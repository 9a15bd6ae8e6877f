use std::collections::HashMap;
use std::mem;
use std::rc::Rc;

use tracing::debug;

use crate::ast::{ClassDecl, FunctionDecl};

use super::error::RuntimeError;
use super::objects::ObjectHeap;
use super::value::{ArrayValue, ObjectId, Value};

/// Name of the scope that holds top-level variables and object attributes.
pub const GLOBAL_SCOPE: &str = ".global";

/// The implicit receiver variable inside methods.
pub const THIS: &str = "this";

/// Which of the three stores a binding points into.
#[derive(Debug, Clone, Copy, PartialEq, Eq)]
pub enum SlotKind {
    Scalar,
    Array,
    Object,
}

impl SlotKind {
    pub fn of(value: &Value) -> Self {
        match value {
            Value::Array(_) => SlotKind::Array,
            Value::Object(_) => SlotKind::Object,
            _ => SlotKind::Scalar,
        }
    }
}

/// Where a variable's value lives.
#[derive(Debug, Clone, PartialEq, Eq)]
pub struct Binding {
    pub kind: SlotKind,
    pub key: String,
}

// ── Storage ─────────────────────────────────────────────────────────────

/// Value stores keyed by storage key. Scalars and arrays are owned by their
/// slot; object slots only hold a handle.
#[derive(Debug, Default, Clone)]
pub struct Storage {
    scalars: HashMap<String, Value>,
    arrays: HashMap<String, ArrayValue>,
    handles: HashMap<String, ObjectId>,
}

impl Storage {
    pub fn insert(&mut self, key: &str, value: Value) -> SlotKind {
        let kind = SlotKind::of(&value);
        match value {
            Value::Array(cells) => {
                self.arrays.insert(key.to_string(), cells);
            }
            Value::Object(id) => {
                self.handles.insert(key.to_string(), id);
            }
            scalar => {
                self.scalars.insert(key.to_string(), scalar);
            }
        }
        kind
    }

    /// Copy of the stored value (arrays by value, objects by handle).
    pub fn get(&self, binding: &Binding) -> Option<Value> {
        match binding.kind {
            SlotKind::Scalar => self.scalars.get(&binding.key).cloned(),
            SlotKind::Array => self.arrays.get(&binding.key).cloned().map(Value::Array),
            SlotKind::Object => self.handles.get(&binding.key).copied().map(Value::Object),
        }
    }

    pub fn remove(&mut self, binding: &Binding) -> Option<Value> {
        match binding.kind {
            SlotKind::Scalar => self.scalars.remove(&binding.key),
            SlotKind::Array => self.arrays.remove(&binding.key).map(Value::Array),
            SlotKind::Object => self.handles.remove(&binding.key).map(Value::Object),
        }
    }

    pub fn array(&self, key: &str) -> Option<&ArrayValue> {
        self.arrays.get(key)
    }

    pub fn array_mut(&mut self, key: &str) -> Option<&mut ArrayValue> {
        self.arrays.get_mut(key)
    }

    pub fn len(&self) -> usize {
        self.scalars.len() + self.arrays.len() + self.handles.len()
    }

    pub fn is_empty(&self) -> bool {
        self.len() == 0
    }
}

// ── Frames ──────────────────────────────────────────────────────────────

/// The active function context.
#[derive(Debug, Clone, PartialEq)]
pub struct Frame {
    /// Scope name: `.global`, a function name, or `Class::method`.
    pub scope: String,
    /// Class of the executing method, if any.
    pub class: Option<String>,
    /// Receiver of the executing method, if any.
    pub object: Option<ObjectId>,
    pub passed_params: usize,
}

impl Default for Frame {
    fn default() -> Self {
        Self {
            scope: GLOBAL_SCOPE.to_string(),
            class: None,
            object: None,
            passed_params: 0,
        }
    }
}

/// Bindings and values of a scope taken out of the state while a recursive
/// activation of the same function runs.
#[derive(Debug)]
pub struct SuspendedScope {
    name: String,
    bindings: HashMap<String, Binding>,
    values: Vec<(Binding, Value)>,
}

// ── Program state ───────────────────────────────────────────────────────

/// Everything one program run mutates. Reset between runs by replacing it
/// with `ProgramState::default()`.
#[derive(Debug, Default)]
pub struct ProgramState {
    pub(crate) scopes: HashMap<String, HashMap<String, Binding>>,
    pub(crate) storage: Storage,
    pub(crate) heap: ObjectHeap,
    pub(crate) functions: HashMap<String, Rc<FunctionDecl>>,
    pub(crate) classes: HashMap<String, Rc<ClassDecl>>,
    pub(crate) frame: Frame,
}

impl ProgramState {
    pub fn frame(&self) -> &Frame {
        &self.frame
    }

    /// Switch to `frame`, returning the one it replaces.
    pub fn enter(&mut self, frame: Frame) -> Frame {
        mem::replace(&mut self.frame, frame)
    }

    pub fn leave(&mut self, saved: Frame) {
        self.frame = saved;
    }

    // ── Declarations ────────────────────────────────────────────────────

    pub fn declare_function(&mut self, decl: FunctionDecl) -> Result<(), RuntimeError> {
        if self.functions.contains_key(&decl.name) {
            return Err(RuntimeError::FunctionRedeclared { name: decl.name });
        }
        debug!(function = %decl.name, params = decl.params.len(), "declared function");
        self.functions.insert(decl.name.clone(), Rc::new(decl));
        Ok(())
    }

    pub fn declare_class(&mut self, decl: ClassDecl) -> Result<(), RuntimeError> {
        if self.classes.contains_key(&decl.name) {
            return Err(RuntimeError::ClassRedeclared { name: decl.name });
        }
        for (i, method) in decl.methods.iter().enumerate() {
            let name = &method.function.name;
            if decl.methods[..i].iter().any(|m| &m.function.name == name) {
                return Err(RuntimeError::FunctionRedeclared {
                    name: format!("{}::{}", decl.name, name),
                });
            }
        }
        debug!(
            class = %decl.name,
            attributes = decl.attributes.len(),
            methods = decl.methods.len(),
            "declared class"
        );
        self.classes.insert(decl.name.clone(), Rc::new(decl));
        Ok(())
    }

    pub fn function(&self, name: &str) -> Option<Rc<FunctionDecl>> {
        self.functions.get(name).cloned()
    }

    pub fn class(&self, name: &str) -> Option<Rc<ClassDecl>> {
        self.classes.get(name).cloned()
    }

    // ── Scopes ──────────────────────────────────────────────────────────

    /// Binding of `name` in `scope`, or in the global scope when the name is
    /// not bound there.
    pub fn lookup_binding(&self, name: &str, scope: Option<&str>) -> Option<&Binding> {
        let scope = scope.unwrap_or(self.frame.scope.as_str());
        self.scopes
            .get(scope)
            .and_then(|table| table.get(name))
            .or_else(|| self.scopes.get(GLOBAL_SCOPE).and_then(|table| table.get(name)))
    }

    /// Takes an active scope out of the state so a new activation of the same
    /// function starts empty.
    pub fn suspend_scope(&mut self, name: &str) -> Option<SuspendedScope> {
        let bindings = self.scopes.remove(name)?;
        let values = bindings
            .values()
            .filter_map(|binding| {
                self.storage
                    .remove(binding)
                    .map(|value| (binding.clone(), value))
            })
            .collect();
        Some(SuspendedScope {
            name: name.to_string(),
            bindings,
            values,
        })
    }

    pub fn resume_scope(&mut self, suspended: SuspendedScope) {
        for (binding, value) in suspended.values {
            self.storage.insert(&binding.key, value);
        }
        self.scopes.insert(suspended.name, suspended.bindings);
    }

    /// Removes a scope and releases everything bound in it.
    pub fn drop_scope(&mut self, name: &str) {
        let Some(bindings) = self.scopes.remove(name) else {
            return;
        };
        for binding in bindings.values() {
            if let Some(value) = self.storage.remove(binding) {
                self.release_value(value);
            }
        }
    }

    // ── Inspection ──────────────────────────────────────────────────────

    /// Current reference count of a live object.
    pub fn references(&self, id: ObjectId) -> Option<usize> {
        self.heap.get(id).map(|record| record.references)
    }

    pub fn class_of(&self, id: ObjectId) -> Option<&str> {
        self.heap.get(id).map(|record| record.class_name.as_str())
    }

    pub fn live_objects(&self) -> usize {
        self.heap.live_count()
    }

    pub fn stored_values(&self) -> usize {
        self.storage.len()
    }
}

━━━━━━━━━━━━━━━━

## WHAT YOU SHOULD DO
Output the entire listing again, word for word.

## TASK SOLUTION
repository 9a15bd6ae8e6877f
use std::collections::HashMap;
use std::mem;
use std::rc::Rc;

use tracing::debug;

use crate::ast::{ClassDecl, FunctionDecl};

use super::error::RuntimeError;
use super::objects::ObjectHeap;
use super::value::{ArrayValue, ObjectId, Value};

/// Name of the scope that holds top-level variables and object attributes.
pub const GLOBAL_SCOPE: &str = ".global";

/// The implicit receiver variable inside methods.
pub const THIS: &str = "this";

/// Which of the three stores a binding points into.
#[derive(Debug, Clone, Copy, PartialEq, Eq)]
pub enum SlotKind {
    Scalar,
    Array,
    Object,
}

impl SlotKind {
    pub fn of(value: &Value) -> Self {
        match value {
            Value::Array(_) => SlotKind::Array,
            Value::Object(_) => SlotKind::Object,
            _ => SlotKind::Scalar,
        }
    }
}

/// Where a variable's value lives.
#[derive(Debug, Clone, PartialEq, Eq)]
pub struct Binding {
    pub kind: SlotKind,
    pub key: String,
}

// ── Storage ─────────────────────────────────────────────────────────────

/// Value stores keyed by storage key. Scalars and arrays are owned by their
/// slot; object slots only hold a handle.
#[derive(Debug, Default, Clone)]
pub struct Storage {
    scalars: HashMap<String, Value>,
    arrays: HashMap<String, ArrayValue>,
    handles: HashMap<String, ObjectId>,
}

impl Storage {
    pub fn insert(&mut self, key: &str, value: Value) -> SlotKind {
        let kind = SlotKind::of(&value);
        match value {
            Value::Array(cells) => {
                self.arrays.insert(key.to_string(), cells);
            }
            Value::Object(id) => {
                self.handles.insert(key.to_string(), id);
            }
            scalar => {
                self.scalars.insert(key.to_string(), scalar);
            }
        }
        kind
    }

    /// Copy of the stored value (arrays by value, objects by handle).
    pub fn get(&self, binding: &Binding) -> Option<Value> {
        match binding.kind {
            SlotKind::Scalar => self.scalars.get(&binding.key).cloned(),
            SlotKind::Array => self.arrays.get(&binding.key).cloned().map(Value::Array),
            SlotKind::Object => self.handles.get(&binding.key).copied().map(Value::Object),
        }
    }

    pub fn remove(&mut self, binding: &Binding) -> Option<Value> {
        match binding.kind {
            SlotKind::Scalar => self.scalars.remove(&binding.key),
            SlotKind::Array => self.arrays.remove(&binding.key).map(Value::Array),
            SlotKind::Object => self.handles.remove(&binding.key).map(Value::Object),
        }
    }

    pub fn array(&self, key: &str) -> Option<&ArrayValue> {
        self.arrays.get(key)
    }

    pub fn array_mut(&mut self, key: &str) -> Option<&mut ArrayValue> {
        self.arrays.get_mut(key)
    }

    pub fn len(&self) -> usize {
        self.scalars.len() + self.arrays.len() + self.handles.len()
    }

    pub fn is_empty(&self) -> bool {
        self.len() == 0
    }
}

// ── Frames ──────────────────────────────────────────────────────────────

/// The active function context.
#[derive(Debug, Clone, PartialEq)]
pub struct Frame {
    /// Scope name: `.global`, a function name, or `Class::method`.
    pub scope: String,
    /// Class of the executing method, if any.
    pub class: Option<String>,
    /// Receiver of the executing method, if any.
    pub object: Option<ObjectId>,
    pub passed_params: usize,
}

impl Default for Frame {
    fn default() -> Self {
        Self {
            scope: GLOBAL_SCOPE.to_string(),
            class: None,
            object: None,
            passed_params: 0,
        }
    }
}

/// Bindings and values of a scope taken out of the state while a recursive
/// activation of the same function runs.
#[derive(Debug)]
pub struct SuspendedScope {
    name: String,
    bindings: HashMap<String, Binding>,
    values: Vec<(Binding, Value)>,
}

// ── Program state ───────────────────────────────────────────────────────

/// Everything one program run mutates. Reset between runs by replacing it
/// with `ProgramState::default()`.
#[derive(Debug, Default)]
pub struct ProgramState {
    pub(crate) scopes: HashMap<String, HashMap<String, Binding>>,
    pub(crate) storage: Storage,
    pub(crate) heap: ObjectHeap,
    pub(crate) functions: HashMap<String, Rc<FunctionDecl>>,
    pub(crate) classes: HashMap<String, Rc<ClassDecl>>,
    pub(crate) frame: Frame,
}

impl ProgramState {
    pub fn frame(&self) -> &Frame {
        &self.frame
    }

    /// Switch to `frame`, returning the one it replaces.
    pub fn enter(&mut self, frame: Frame) -> Frame {
        mem::replace(&mut self.frame, frame)
    }

    pub fn leave(&mut self, saved: Frame) {
        self.frame = saved;
    }

    // ── Declarations ────────────────────────────────────────────────────

    pub fn declare_function(&mut self, decl: FunctionDecl) -> Result<(), RuntimeError> {
        if self.functions.contains_key(&decl.name) {
            return Err(RuntimeError::FunctionRedeclared { name: decl.name });
        }
        debug!(function = %decl.name, params = decl.params.len(), "declared function");
        self.functions.insert(decl.name.clone(), Rc::new(decl));
        Ok(())
    }

    pub fn declare_class(&mut self, decl: ClassDecl) -> Result<(), RuntimeError> {
        if self.classes.contains_key(&decl.name) {
            return Err(RuntimeError::ClassRedeclared { name: decl.name });
        }
        for (i, method) in decl.methods.iter().enumerate() {
            let name = &method.function.name;
            if decl.methods[..i].iter().any(|m| &m.function.name == name) {
                return Err(RuntimeError::FunctionRedeclared {
                    name: format!("{}::{}", decl.name, name),
                });
            }
        }
        debug!(
            class = %decl.name,
            attributes = decl.attributes.len(),
            methods = decl.methods.len(),
            "declared class"
        );
        self.classes.insert(decl.name.clone(), Rc::new(decl));
        Ok(())
    }

    pub fn function(&self, name: &str) -> Option<Rc<FunctionDecl>> {
        self.functions.get(name).cloned()
    }

    pub fn class(&self, name: &str) -> Option<Rc<ClassDecl>> {
        self.classes.get(name).cloned()
    }

    // ── Scopes ──────────────────────────────────────────────────────────

    /// Binding of `name` in `scope`, or in the global scope when the name is
    /// not bound there.
    pub fn lookup_binding(&self, name: &str, scope: Option<&str>) -> Option<&Binding> {
        let scope = scope.unwrap_or(self.frame.scope.as_str());
        self.scopes
            .get(scope)
            .and_then(|table| table.get(name))
            .or_else(|| self.scopes.get(GLOBAL_SCOPE).and_then(|table| table.get(name)))
    }

    /// Takes an active scope out of the state so a new activation of the same
    /// function starts empty.
    pub fn suspend_scope(&mut self, name: &str) -> Option<SuspendedScope> {
        let bindings = self.scopes.remove(name)?;
        let values = bindings
            .values()
            .filter_map(|binding| {
                self.storage
                    .remove(binding)
                    .map(|value| (binding.clone(), value))
            })
            .collect();
        Some(SuspendedScope {
            name: name.to_string(),
            bindings,
            values,
        })
    }

    pub fn resume_scope(&mut self, suspended: SuspendedScope) {
        for (binding, value) in suspended.values {
            self.storage.insert(&binding.key, value);
        }
        self.scopes.insert(suspended.name, suspended.bindings);
    }

    /// Removes a scope and releases everything bound in it.
    pub fn drop_scope(&mut self, name: &str) {
        let Some(bindings) = self.scopes.remove(name) else {
            return;
        };
        for binding in bindings.values() {
            if let Some(value) = self.storage.remove(binding) {
                self.release_value(value);
            }
        }
    }

    // ── Inspection ──────────────────────────────────────────────────────

    /// Current reference count of a live object.
    pub fn references(&self, id: ObjectId) -> Option<usize> {
        self.heap.get(id).map(|record| record.references)
    }

    pub fn class_of(&self, id: ObjectId) -> Option<&str> {
        self.heap.get(id).map(|record| record.class_name.as_str())
    }

    pub fn live_objects(&self) -> usize {
        self.heap.live_count()
    }

    pub fn stored_values(&self) -> usize {
        self.storage.len()
    }
}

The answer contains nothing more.